Scan the entries below for the string "text" and copy every line where it turns up.
Top of RECORDS TO USE
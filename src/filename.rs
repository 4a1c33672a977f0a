use url::Url;

use crate::models::Episode;

/// Upper bound for the title part of a file name
const MAX_TITLE_LENGTH: usize = 100;

const AUDIO_EXTENSIONS: &[&str] = &["mp3", "m4a", "mp4", "aac", "ogg", "opus", "wav", "flac"];

/// File name for a downloaded episode
///
/// Format: `YYYY-MM-DD-title.ext`, or `undated-title.ext` when the episode
/// has no publish date. The extension comes from the media URL path and
/// falls back to `mp3`.
pub fn episode_filename(episode: &Episode, media_url: &str) -> String {
    let date = episode
        .published_at
        .map(|published| published.format("%Y-%m-%d").to_string())
        .unwrap_or_else(|| "undated".to_string());

    let title = sanitize_title(&episode.title);
    let extension = extension_from_url(media_url).unwrap_or_else(|| "mp3".to_string());

    if title.is_empty() {
        format!("{date}-{}.{extension}", episode.episode_id)
    } else {
        format!("{date}-{title}.{extension}")
    }
}

/// Whitelist ASCII letters, digits, `_` and `.`; every run of anything else
/// becomes a single dash
fn sanitize_title(title: &str) -> String {
    let mut sanitized = String::with_capacity(title.len());
    let mut pending_dash = false;

    for c in title.chars() {
        if c.is_ascii_alphanumeric() || c == '_' || c == '.' {
            if pending_dash && !sanitized.is_empty() {
                sanitized.push('-');
            }
            sanitized.push(c);
            pending_dash = false;
        } else {
            pending_dash = true;
        }
    }

    truncate_at_boundary(&sanitized, MAX_TITLE_LENGTH)
}

/// Cut at the last dash in the second half of the limit, or hard-cut
fn truncate_at_boundary(text: &str, max_len: usize) -> String {
    if text.len() <= max_len {
        return text.to_string();
    }

    let head = &text[..max_len];
    match head.rfind('-') {
        Some(pos) if pos > max_len / 2 => head[..pos].to_string(),
        _ => head.trim_end_matches('-').to_string(),
    }
}

fn extension_from_url(media_url: &str) -> Option<String> {
    let url = Url::parse(media_url).ok()?;
    let last_segment = url.path_segments()?.next_back()?;
    let (_, extension) = last_segment.rsplit_once('.')?;
    let extension = extension.to_ascii_lowercase();

    AUDIO_EXTENSIONS
        .contains(&extension.as_str())
        .then_some(extension)
}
Bottom of RECORDS TO USE
• [PROBLEM SOLUTION]
fn truncate_at_boundary(text: &str, max_len: usize) -> String {
    if text.len() <= max_len {
        return text.to_string();
    let head = &text[..max_len];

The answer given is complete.